Description of the task » Take each line of the entries below that contains "from" and copy it.

Saved data entries »
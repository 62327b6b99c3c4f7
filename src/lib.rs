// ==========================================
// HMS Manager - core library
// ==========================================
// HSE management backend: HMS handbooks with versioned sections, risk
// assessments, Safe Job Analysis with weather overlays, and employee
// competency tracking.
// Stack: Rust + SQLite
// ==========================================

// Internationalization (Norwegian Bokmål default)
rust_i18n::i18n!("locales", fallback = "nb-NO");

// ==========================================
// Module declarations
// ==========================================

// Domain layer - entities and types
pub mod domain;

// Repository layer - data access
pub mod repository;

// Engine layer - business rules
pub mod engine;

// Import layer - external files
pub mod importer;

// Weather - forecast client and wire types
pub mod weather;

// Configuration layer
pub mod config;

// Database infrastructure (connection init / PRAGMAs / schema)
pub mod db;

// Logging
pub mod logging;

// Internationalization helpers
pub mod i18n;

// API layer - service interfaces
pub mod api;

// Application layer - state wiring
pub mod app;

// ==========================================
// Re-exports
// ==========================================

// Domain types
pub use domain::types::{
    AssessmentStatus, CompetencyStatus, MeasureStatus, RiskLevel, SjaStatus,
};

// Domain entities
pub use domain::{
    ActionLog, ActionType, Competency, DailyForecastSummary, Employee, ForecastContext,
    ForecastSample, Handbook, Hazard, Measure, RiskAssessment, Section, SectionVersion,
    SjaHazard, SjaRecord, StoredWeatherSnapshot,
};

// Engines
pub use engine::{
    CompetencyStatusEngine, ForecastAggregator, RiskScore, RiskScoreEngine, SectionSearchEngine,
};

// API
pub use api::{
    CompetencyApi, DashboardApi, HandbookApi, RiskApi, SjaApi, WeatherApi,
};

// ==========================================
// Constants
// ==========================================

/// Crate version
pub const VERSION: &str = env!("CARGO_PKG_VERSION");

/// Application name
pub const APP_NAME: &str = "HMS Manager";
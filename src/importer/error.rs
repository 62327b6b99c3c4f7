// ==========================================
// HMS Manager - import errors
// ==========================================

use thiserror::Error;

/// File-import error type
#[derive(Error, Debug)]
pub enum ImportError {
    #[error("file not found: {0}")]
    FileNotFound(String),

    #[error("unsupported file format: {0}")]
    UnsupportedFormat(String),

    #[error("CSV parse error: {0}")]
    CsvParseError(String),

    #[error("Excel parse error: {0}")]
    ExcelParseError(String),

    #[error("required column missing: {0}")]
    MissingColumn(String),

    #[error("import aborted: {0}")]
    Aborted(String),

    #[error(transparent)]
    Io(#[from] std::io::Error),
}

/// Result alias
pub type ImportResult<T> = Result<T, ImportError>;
* * *
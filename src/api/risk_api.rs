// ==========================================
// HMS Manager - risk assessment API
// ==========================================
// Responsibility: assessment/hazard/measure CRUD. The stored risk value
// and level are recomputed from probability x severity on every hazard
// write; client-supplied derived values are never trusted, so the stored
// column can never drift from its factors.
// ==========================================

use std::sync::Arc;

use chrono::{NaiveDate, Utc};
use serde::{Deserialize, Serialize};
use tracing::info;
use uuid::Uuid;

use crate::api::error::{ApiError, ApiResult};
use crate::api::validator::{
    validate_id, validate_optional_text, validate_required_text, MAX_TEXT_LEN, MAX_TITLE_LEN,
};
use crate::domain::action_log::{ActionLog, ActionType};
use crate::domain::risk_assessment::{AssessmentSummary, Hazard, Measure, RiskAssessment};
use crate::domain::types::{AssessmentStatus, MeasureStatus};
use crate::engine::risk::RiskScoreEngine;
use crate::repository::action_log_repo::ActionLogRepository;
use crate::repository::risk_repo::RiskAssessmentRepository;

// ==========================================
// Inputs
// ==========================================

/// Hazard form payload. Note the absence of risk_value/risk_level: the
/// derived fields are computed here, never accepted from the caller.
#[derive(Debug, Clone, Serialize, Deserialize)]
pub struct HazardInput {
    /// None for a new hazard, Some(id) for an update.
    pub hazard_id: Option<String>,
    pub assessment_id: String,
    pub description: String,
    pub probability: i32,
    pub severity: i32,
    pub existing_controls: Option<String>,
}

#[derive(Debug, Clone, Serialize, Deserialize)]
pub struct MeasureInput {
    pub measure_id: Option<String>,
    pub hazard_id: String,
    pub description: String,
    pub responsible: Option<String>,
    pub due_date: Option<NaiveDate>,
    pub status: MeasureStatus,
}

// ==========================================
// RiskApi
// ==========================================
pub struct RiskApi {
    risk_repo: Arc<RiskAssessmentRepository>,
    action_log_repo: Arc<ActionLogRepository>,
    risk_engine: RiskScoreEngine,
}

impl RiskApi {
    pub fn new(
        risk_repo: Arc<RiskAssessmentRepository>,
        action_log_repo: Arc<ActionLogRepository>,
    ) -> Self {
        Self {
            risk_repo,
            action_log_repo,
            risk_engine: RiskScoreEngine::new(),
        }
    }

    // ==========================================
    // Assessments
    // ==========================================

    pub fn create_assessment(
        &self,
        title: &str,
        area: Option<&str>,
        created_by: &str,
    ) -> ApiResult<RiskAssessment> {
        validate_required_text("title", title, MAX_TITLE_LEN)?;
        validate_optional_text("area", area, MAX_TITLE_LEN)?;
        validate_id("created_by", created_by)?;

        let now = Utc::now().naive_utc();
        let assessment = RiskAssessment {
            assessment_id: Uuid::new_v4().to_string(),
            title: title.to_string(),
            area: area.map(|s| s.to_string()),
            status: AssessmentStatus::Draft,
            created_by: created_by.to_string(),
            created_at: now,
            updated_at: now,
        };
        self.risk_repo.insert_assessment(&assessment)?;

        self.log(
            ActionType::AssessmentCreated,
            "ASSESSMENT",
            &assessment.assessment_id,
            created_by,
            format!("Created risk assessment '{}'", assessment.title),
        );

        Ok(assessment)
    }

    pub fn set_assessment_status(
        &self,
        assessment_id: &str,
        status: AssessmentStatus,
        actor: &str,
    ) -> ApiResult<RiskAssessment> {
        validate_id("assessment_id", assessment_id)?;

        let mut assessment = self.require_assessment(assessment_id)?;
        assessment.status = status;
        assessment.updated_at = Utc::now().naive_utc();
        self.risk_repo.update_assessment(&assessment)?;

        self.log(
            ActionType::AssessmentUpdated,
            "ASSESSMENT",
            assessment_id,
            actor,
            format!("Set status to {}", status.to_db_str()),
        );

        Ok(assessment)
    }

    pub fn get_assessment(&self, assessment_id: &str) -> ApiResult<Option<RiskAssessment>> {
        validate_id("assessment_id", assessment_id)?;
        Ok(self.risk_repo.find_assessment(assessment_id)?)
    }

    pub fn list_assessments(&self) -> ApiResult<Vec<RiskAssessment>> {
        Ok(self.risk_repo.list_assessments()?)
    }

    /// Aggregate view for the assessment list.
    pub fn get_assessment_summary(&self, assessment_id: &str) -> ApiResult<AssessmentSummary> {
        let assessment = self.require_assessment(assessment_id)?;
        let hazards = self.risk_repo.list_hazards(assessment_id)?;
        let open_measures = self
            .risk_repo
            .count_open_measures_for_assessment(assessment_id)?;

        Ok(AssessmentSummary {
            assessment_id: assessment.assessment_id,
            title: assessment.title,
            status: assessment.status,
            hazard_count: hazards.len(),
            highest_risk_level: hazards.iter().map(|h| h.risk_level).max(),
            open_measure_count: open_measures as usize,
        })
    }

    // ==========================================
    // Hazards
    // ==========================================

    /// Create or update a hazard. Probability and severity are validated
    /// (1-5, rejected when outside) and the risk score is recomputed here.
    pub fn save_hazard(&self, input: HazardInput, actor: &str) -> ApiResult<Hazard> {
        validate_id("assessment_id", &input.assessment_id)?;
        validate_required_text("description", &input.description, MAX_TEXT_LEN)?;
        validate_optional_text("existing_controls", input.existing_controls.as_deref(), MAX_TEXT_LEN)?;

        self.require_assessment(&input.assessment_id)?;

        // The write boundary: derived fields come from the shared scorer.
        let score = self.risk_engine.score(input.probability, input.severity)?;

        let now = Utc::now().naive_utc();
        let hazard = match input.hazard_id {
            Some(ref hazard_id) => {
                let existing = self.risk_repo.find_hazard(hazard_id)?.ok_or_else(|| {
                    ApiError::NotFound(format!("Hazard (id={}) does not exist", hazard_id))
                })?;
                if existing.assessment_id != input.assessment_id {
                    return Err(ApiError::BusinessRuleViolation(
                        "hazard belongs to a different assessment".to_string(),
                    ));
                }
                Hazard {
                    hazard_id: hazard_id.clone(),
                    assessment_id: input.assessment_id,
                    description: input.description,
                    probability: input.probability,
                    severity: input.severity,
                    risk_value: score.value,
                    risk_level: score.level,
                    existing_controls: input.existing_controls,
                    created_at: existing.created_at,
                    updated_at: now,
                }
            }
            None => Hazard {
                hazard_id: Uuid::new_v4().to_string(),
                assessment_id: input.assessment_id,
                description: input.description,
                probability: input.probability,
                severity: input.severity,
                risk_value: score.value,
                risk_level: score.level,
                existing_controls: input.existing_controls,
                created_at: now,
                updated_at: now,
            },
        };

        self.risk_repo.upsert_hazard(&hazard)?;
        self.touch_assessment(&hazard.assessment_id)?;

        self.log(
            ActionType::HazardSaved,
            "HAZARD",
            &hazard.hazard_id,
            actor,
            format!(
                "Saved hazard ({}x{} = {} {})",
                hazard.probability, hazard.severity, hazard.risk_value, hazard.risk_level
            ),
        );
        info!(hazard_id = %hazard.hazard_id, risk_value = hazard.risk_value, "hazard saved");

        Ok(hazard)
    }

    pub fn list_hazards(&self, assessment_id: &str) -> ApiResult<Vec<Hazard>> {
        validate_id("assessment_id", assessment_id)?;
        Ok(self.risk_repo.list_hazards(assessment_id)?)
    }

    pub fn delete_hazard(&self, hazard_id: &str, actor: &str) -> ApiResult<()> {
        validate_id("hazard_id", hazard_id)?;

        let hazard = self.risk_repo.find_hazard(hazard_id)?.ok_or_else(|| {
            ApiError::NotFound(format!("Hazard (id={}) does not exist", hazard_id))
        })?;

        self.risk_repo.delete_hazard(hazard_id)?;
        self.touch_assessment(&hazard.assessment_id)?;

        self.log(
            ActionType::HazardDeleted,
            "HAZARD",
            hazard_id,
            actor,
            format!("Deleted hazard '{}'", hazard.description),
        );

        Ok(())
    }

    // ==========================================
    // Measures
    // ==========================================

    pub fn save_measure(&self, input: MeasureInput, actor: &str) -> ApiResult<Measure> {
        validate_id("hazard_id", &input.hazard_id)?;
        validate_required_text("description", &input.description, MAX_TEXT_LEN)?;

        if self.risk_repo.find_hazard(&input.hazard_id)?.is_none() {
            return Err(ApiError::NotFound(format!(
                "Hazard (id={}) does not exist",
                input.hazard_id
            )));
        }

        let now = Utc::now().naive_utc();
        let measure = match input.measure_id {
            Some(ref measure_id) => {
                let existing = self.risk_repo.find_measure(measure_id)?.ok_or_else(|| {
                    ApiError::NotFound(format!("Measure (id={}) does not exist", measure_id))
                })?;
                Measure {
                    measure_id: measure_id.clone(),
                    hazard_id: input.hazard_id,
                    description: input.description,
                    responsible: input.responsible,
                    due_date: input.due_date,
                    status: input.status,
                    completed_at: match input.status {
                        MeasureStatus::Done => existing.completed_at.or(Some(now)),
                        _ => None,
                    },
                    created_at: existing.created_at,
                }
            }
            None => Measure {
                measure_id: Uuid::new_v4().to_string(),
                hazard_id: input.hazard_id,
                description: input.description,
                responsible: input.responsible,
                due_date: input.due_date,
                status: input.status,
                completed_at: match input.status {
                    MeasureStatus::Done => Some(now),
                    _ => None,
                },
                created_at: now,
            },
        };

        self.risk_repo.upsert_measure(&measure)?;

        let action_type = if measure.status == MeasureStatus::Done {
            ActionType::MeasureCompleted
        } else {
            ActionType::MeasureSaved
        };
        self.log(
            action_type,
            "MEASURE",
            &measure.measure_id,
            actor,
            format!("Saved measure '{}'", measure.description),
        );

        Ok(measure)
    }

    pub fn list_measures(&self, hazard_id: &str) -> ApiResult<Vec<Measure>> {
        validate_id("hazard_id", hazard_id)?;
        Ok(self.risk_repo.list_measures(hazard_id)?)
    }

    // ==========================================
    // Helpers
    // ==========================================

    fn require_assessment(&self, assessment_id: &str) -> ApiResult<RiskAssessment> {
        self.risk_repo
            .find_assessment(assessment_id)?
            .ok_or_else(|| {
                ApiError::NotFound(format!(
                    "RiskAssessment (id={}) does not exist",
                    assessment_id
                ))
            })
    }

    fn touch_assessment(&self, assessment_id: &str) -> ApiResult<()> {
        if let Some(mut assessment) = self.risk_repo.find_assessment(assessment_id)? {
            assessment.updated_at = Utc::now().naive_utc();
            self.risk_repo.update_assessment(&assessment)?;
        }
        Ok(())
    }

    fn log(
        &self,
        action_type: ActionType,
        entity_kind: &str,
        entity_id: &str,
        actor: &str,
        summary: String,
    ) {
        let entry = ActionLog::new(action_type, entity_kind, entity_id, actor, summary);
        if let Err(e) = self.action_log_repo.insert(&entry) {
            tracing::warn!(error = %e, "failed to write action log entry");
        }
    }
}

Solution to this task »
    Io(#[from] std::io::Error),
// and level are recomputed from probability x severity on every hazard
// column can never drift from its factors.
/// derived fields are computed here, never accepted from the caller.
        // The write boundary: derived fields come from the shared scorer.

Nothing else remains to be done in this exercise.